Below are the records. List every line holding the word "PoisonError".
----------
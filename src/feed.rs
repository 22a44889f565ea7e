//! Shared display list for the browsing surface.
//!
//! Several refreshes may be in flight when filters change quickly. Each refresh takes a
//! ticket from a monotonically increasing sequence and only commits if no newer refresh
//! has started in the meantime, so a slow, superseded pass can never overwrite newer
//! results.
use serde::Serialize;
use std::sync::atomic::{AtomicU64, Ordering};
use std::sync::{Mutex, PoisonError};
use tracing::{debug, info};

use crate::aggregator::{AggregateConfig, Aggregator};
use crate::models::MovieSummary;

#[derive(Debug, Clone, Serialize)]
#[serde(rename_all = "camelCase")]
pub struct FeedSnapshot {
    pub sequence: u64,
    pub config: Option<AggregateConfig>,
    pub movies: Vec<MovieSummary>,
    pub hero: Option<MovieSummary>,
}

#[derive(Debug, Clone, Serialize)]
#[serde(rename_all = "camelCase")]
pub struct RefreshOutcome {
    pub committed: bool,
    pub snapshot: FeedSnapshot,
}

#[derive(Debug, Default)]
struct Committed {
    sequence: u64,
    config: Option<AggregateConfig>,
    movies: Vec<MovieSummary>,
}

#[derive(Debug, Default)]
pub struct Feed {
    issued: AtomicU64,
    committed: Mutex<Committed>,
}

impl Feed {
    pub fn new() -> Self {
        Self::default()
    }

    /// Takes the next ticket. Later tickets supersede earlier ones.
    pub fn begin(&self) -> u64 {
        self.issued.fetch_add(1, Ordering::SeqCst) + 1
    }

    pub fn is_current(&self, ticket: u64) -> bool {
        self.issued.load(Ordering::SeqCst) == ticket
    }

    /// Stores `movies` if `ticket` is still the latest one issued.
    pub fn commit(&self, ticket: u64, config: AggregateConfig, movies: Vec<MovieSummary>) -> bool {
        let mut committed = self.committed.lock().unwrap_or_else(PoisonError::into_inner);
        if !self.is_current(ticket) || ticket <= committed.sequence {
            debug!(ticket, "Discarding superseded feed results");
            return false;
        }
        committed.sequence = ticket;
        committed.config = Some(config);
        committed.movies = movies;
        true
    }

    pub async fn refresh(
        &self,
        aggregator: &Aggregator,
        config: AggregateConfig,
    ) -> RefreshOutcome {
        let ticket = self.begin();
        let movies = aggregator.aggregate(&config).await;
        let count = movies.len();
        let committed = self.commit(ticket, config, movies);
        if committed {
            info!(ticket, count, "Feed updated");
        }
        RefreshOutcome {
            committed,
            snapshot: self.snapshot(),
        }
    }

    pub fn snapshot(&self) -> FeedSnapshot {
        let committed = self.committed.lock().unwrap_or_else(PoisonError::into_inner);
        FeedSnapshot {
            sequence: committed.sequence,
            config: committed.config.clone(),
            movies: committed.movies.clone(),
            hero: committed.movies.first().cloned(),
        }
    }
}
----------
Answer space:
use std::sync::{Mutex, PoisonError};
        let mut committed = self.committed.lock().unwrap_or_else(PoisonError::into_inner);
        let committed = self.committed.lock().unwrap_or_else(PoisonError::into_inner);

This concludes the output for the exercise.